◆ ASSIGNMENT
All records are to be printed again exactly as they appear.

◆ Collected data
-*-*-

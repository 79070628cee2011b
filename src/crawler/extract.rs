//! Record extraction from fetched pages
//!
//! Applies a target's selector map to one page and produces a record. A
//! selector that matches nothing leaves its field absent, not empty; one
//! match yields the element's text and several matches yield a list of
//! texts. Optional extras add outbound links, image URLs, and meta tags.

use crate::config::CrawlTarget;
use crate::fetch::RawPage;
use crate::record::{FieldValue, Record};
use crate::ExtractError;
use scraper::{Html, Selector};
use tracing::warn;
use url::Url;

/// Everything pulled out of one page
#[derive(Debug, Clone)]
pub struct ExtractedPage {
    /// The page's record, implicit context fields already set
    pub record: Record,

    /// Candidate next-page URLs in document order, empty unless the
    /// target paginates
    pub next_urls: Vec<Url>,
}

/// A target's selector map, compiled once per crawl
///
/// Selectors are validated at configuration load, so compilation normally
/// keeps every field. A selector that still fails to parse (targets built
/// in code) degrades: the field is dropped with a warning and extraction
/// carries on without it.
pub struct SelectorSet {
    fields: Vec<(String, Selector)>,
    next_page: Option<Selector>,
}

impl SelectorSet {
    pub fn compile(target: &CrawlTarget) -> Self {
        let mut fields = Vec::with_capacity(target.selectors.len());
        for (name, raw) in &target.selectors {
            match compile_selector(name, raw) {
                Ok(selector) => fields.push((name.clone(), selector)),
                Err(e) => warn!(site = %target.name, "{e}"),
            }
        }

        let next_page = target.pagination.as_ref().filter(|p| p.enabled).and_then(|p| {
            match compile_selector("next-page", &p.next_selector) {
                Ok(selector) => Some(selector),
                Err(e) => {
                    warn!(site = %target.name, "{e}; pagination disabled");
                    None
                }
            }
        });

        Self { fields, next_page }
    }
}

fn compile_selector(name: &str, raw: &str) -> Result<Selector, ExtractError> {
    Selector::parse(raw).map_err(|e| ExtractError::Selector {
        name: name.to_string(),
        message: e.to_string(),
    })
}

/// Extracts one page into a record plus pagination candidates
pub fn extract_page(page: &RawPage, target: &CrawlTarget, selectors: &SelectorSet) -> ExtractedPage {
    let document = Html::parse_document(&page.body);
    let mut record = Record::with_context(&target.name, &page.url, page.fetched_at);

    for (field, selector) in &selectors.fields {
        if let Some(value) = select_texts(&document, selector) {
            record.insert(field.clone(), value);
        }
    }

    if target.extract.links {
        record.insert("links", FieldValue::List(extract_links(&document, &page.url)));
    }

    if target.extract.images {
        record.insert("images", FieldValue::List(extract_images(&document, &page.url)));
    }

    if target.extract.metadata {
        extract_metadata(&document, &mut record);
    }

    let next_urls = match &selectors.next_page {
        Some(selector) => extract_next_urls(&document, selector, &page.url),
        None => Vec::new(),
    };

    ExtractedPage { record, next_urls }
}
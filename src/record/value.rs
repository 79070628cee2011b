use serde::Serialize;

/// Value of a single record field
///
/// Selector extraction yields `Text` when exactly one element matched and
/// `List` when several did. Link and image extraction always yield lists.
#[derive(Debug, Clone, PartialEq, Serialize)]
#[serde(untagged)]
pub enum FieldValue {
    /// A single extracted string
    Text(String),

    /// Several extracted strings, in document order
    List(Vec<String>),
}

impl FieldValue {
    /// Renders the value as a single string
    ///
    /// Lists are joined with `", "`. This is the form used for filter
    /// comparisons, deduplication keys, sort keys, and tabular output.
    pub fn as_text(&self) -> String {
        match self {
            Self::Text(text) => text.clone(),
            Self::List(items) => items.join(", "),
        }
    }

    /// Returns true for an empty string or an empty list
    pub fn is_empty(&self) -> bool {
        match self {
            Self::Text(text) => text.is_empty(),
            Self::List(items) => items.is_empty(),
        }
    }
}

impl From<String> for FieldValue {
    fn from(text: String) -> Self {
        Self::Text(text)
    }
}

impl From<&str> for FieldValue {
    fn from(text: &str) -> Self {
        Self::Text(text.to_string())
    }
}

impl From<Vec<String>> for FieldValue {
    fn from(items: Vec<String>) -> Self {
        Self::List(items)
    }
}
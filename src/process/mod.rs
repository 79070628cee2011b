//! Declarative record post-processing
//!
//! Operations run in their declared order over a site's gathered batch,
//! after the crawl and before storage. They are pure: no fetching, no IO,
//! and the output depends only on the batch and the operation list.

mod ops;

pub use ops::process;
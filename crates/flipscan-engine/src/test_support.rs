use flipscan_core::{
    FeeSchedule, FulfillmentMethod, MarketplaceProduct, SourceProduct, WeightSchedule, WeightStep,
};

use crate::calculator::{calculate_opportunity, Opportunity};

/// Schedule with every fee at zero, so profit is exactly sell minus buy.
pub(crate) fn zero_fee_schedule() -> FeeSchedule {
    FeeSchedule {
        default_referral_rate: Some(0.0),
        self_fulfilled: WeightSchedule {
            steps: vec![WeightStep {
                max_weight_lb: 1_000.0,
                fee: 0.0,
            }],
            overflow_base: 0.0,
            overflow_threshold_lb: 1_000.0,
            overflow_per_lb: 0.0,
        },
        other_costs_rate: 0.0,
        ..FeeSchedule::default()
    }
}

pub(crate) fn source(store: &str, id: &str, price: f64) -> SourceProduct {
    SourceProduct {
        id: id.to_string(),
        title: format!("Item {id}"),
        store: store.to_string(),
        category: None,
        price: Some(price),
        original_price: None,
        upc: None,
        sku: None,
        brand: None,
        url: format!("https://{store}.example/p/{id}"),
        image_url: None,
        weight_lb: None,
        dimensions: None,
    }
}

pub(crate) fn listing(
    id: &str,
    price: f64,
    category: Option<&str>,
    sales_rank: Option<u64>,
    review_count: Option<u32>,
) -> MarketplaceProduct {
    MarketplaceProduct {
        id: id.to_string(),
        title: format!("Listing {id}"),
        category: category.map(str::to_string),
        price: Some(price),
        sales_rank,
        review_count,
        rating: None,
        features: vec![],
        url: format!("https://marketplace.example/dp/{id}"),
    }
}

/// Zero-fee opportunity with the given prices and listing attributes.
pub(crate) fn opportunity(
    id: &str,
    buy: f64,
    sell: f64,
    category: Option<&str>,
    sales_rank: Option<u64>,
    review_count: Option<u32>,
) -> Opportunity {
    calculate_opportunity(
        &zero_fee_schedule(),
        &source("walmart", id, buy),
        &listing(&format!("L-{id}"), sell, category, sales_rank, review_count),
        FulfillmentMethod::SelfFulfilled,
    )
    .expect("zero-fee opportunity")
}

-*-*-

◆ EXERCISE SOLUTION
repository 79070628cee2011b
filename src/crawler/extract.rs
//! Record extraction from fetched pages
//!
//! Applies a target's selector map to one page and produces a record. A
//! selector that matches nothing leaves its field absent, not empty; one
//! match yields the element's text and several matches yield a list of
//! texts. Optional extras add outbound links, image URLs, and meta tags.

use crate::config::CrawlTarget;
use crate::fetch::RawPage;
use crate::record::{FieldValue, Record};
use crate::ExtractError;
use scraper::{Html, Selector};
use tracing::warn;
use url::Url;

/// Everything pulled out of one page
#[derive(Debug, Clone)]
pub struct ExtractedPage {
    /// The page's record, implicit context fields already set
    pub record: Record,

    /// Candidate next-page URLs in document order, empty unless the
    /// target paginates
    pub next_urls: Vec<Url>,
}

/// A target's selector map, compiled once per crawl
///
/// Selectors are validated at configuration load, so compilation normally
/// keeps every field. A selector that still fails to parse (targets built
/// in code) degrades: the field is dropped with a warning and extraction
/// carries on without it.
pub struct SelectorSet {
    fields: Vec<(String, Selector)>,
    next_page: Option<Selector>,
}

impl SelectorSet {
    pub fn compile(target: &CrawlTarget) -> Self {
        let mut fields = Vec::with_capacity(target.selectors.len());
        for (name, raw) in &target.selectors {
            match compile_selector(name, raw) {
                Ok(selector) => fields.push((name.clone(), selector)),
                Err(e) => warn!(site = %target.name, "{e}"),
            }
        }

        let next_page = target.pagination.as_ref().filter(|p| p.enabled).and_then(|p| {
            match compile_selector("next-page", &p.next_selector) {
                Ok(selector) => Some(selector),
                Err(e) => {
                    warn!(site = %target.name, "{e}; pagination disabled");
                    None
                }
            }
        });

        Self { fields, next_page }
    }
}

fn compile_selector(name: &str, raw: &str) -> Result<Selector, ExtractError> {
    Selector::parse(raw).map_err(|e| ExtractError::Selector {
        name: name.to_string(),
        message: e.to_string(),
    })
}

/// Extracts one page into a record plus pagination candidates
pub fn extract_page(page: &RawPage, target: &CrawlTarget, selectors: &SelectorSet) -> ExtractedPage {
    let document = Html::parse_document(&page.body);
    let mut record = Record::with_context(&target.name, &page.url, page.fetched_at);

    for (field, selector) in &selectors.fields {
        if let Some(value) = select_texts(&document, selector) {
            record.insert(field.clone(), value);
        }
    }

    if target.extract.links {
        record.insert("links", FieldValue::List(extract_links(&document, &page.url)));
    }

    if target.extract.images {
        record.insert("images", FieldValue::List(extract_images(&document, &page.url)));
    }

    if target.extract.metadata {
        extract_metadata(&document, &mut record);
    }

    let next_urls = match &selectors.next_page {
        Some(selector) => extract_next_urls(&document, selector, &page.url),
        None => Vec::new(),
    };

    ExtractedPage { record, next_urls }
}
filename src/record/value.rs
repository 79070628cee2011b
use serde::Serialize;

/// Value of a single record field
///
/// Selector extraction yields `Text` when exactly one element matched and
/// `List` when several did. Link and image extraction always yield lists.
#[derive(Debug, Clone, PartialEq, Serialize)]
#[serde(untagged)]
pub enum FieldValue {
    /// A single extracted string
    Text(String),

    /// Several extracted strings, in document order
    List(Vec<String>),
}

impl FieldValue {
    /// Renders the value as a single string
    ///
    /// Lists are joined with `", "`. This is the form used for filter
    /// comparisons, deduplication keys, sort keys, and tabular output.
    pub fn as_text(&self) -> String {
        match self {
            Self::Text(text) => text.clone(),
            Self::List(items) => items.join(", "),
        }
    }

    /// Returns true for an empty string or an empty list
    pub fn is_empty(&self) -> bool {
        match self {
            Self::Text(text) => text.is_empty(),
            Self::List(items) => items.is_empty(),
        }
    }
}

impl From<String> for FieldValue {
    fn from(text: String) -> Self {
        Self::Text(text)
    }
}

impl From<&str> for FieldValue {
    fn from(text: &str) -> Self {
        Self::Text(text.to_string())
    }
}

impl From<Vec<String>> for FieldValue {
    fn from(items: Vec<String>) -> Self {
        Self::List(items)
    }
}
filename src/process/mod.rs
repository 79070628cee2011b
//! Declarative record post-processing
//!
//! Operations run in their declared order over a site's gathered batch,
//! after the crawl and before storage. They are pure: no fetching, no IO,
//! and the output depends only on the batch and the operation list.

mod ops;

pub use ops::process;
filename crates/flipscan-engine/src/test_support.rs
use flipscan_core::{
    FeeSchedule, FulfillmentMethod, MarketplaceProduct, SourceProduct, WeightSchedule, WeightStep,
};

use crate::calculator::{calculate_opportunity, Opportunity};

/// Schedule with every fee at zero, so profit is exactly sell minus buy.
pub(crate) fn zero_fee_schedule() -> FeeSchedule {
    FeeSchedule {
        default_referral_rate: Some(0.0),
        self_fulfilled: WeightSchedule {
            steps: vec![WeightStep {
                max_weight_lb: 1_000.0,
                fee: 0.0,
            }],
            overflow_base: 0.0,
            overflow_threshold_lb: 1_000.0,
            overflow_per_lb: 0.0,
        },
        other_costs_rate: 0.0,
        ..FeeSchedule::default()
    }
}

pub(crate) fn source(store: &str, id: &str, price: f64) -> SourceProduct {
    SourceProduct {
        id: id.to_string(),
        title: format!("Item {id}"),
        store: store.to_string(),
        category: None,
        price: Some(price),
        original_price: None,
        upc: None,
        sku: None,
        brand: None,
        url: format!("https://{store}.example/p/{id}"),
        image_url: None,
        weight_lb: None,
        dimensions: None,
    }
}

pub(crate) fn listing(
    id: &str,
    price: f64,
    category: Option<&str>,
    sales_rank: Option<u64>,
    review_count: Option<u32>,
) -> MarketplaceProduct {
    MarketplaceProduct {
        id: id.to_string(),
        title: format!("Listing {id}"),
        category: category.map(str::to_string),
        price: Some(price),
        sales_rank,
        review_count,
        rating: None,
        features: vec![],
        url: format!("https://marketplace.example/dp/{id}"),
    }
}

/// Zero-fee opportunity with the given prices and listing attributes.
pub(crate) fn opportunity(
    id: &str,
    buy: f64,
    sell: f64,
    category: Option<&str>,
    sales_rank: Option<u64>,
    review_count: Option<u32>,
) -> Opportunity {
    calculate_opportunity(
        &zero_fee_schedule(),
        &source("walmart", id, buy),
        &listing(&format!("L-{id}"), sell, category, sales_rank, review_count),
        FulfillmentMethod::SelfFulfilled,
    )
    .expect("zero-fee opportunity")
}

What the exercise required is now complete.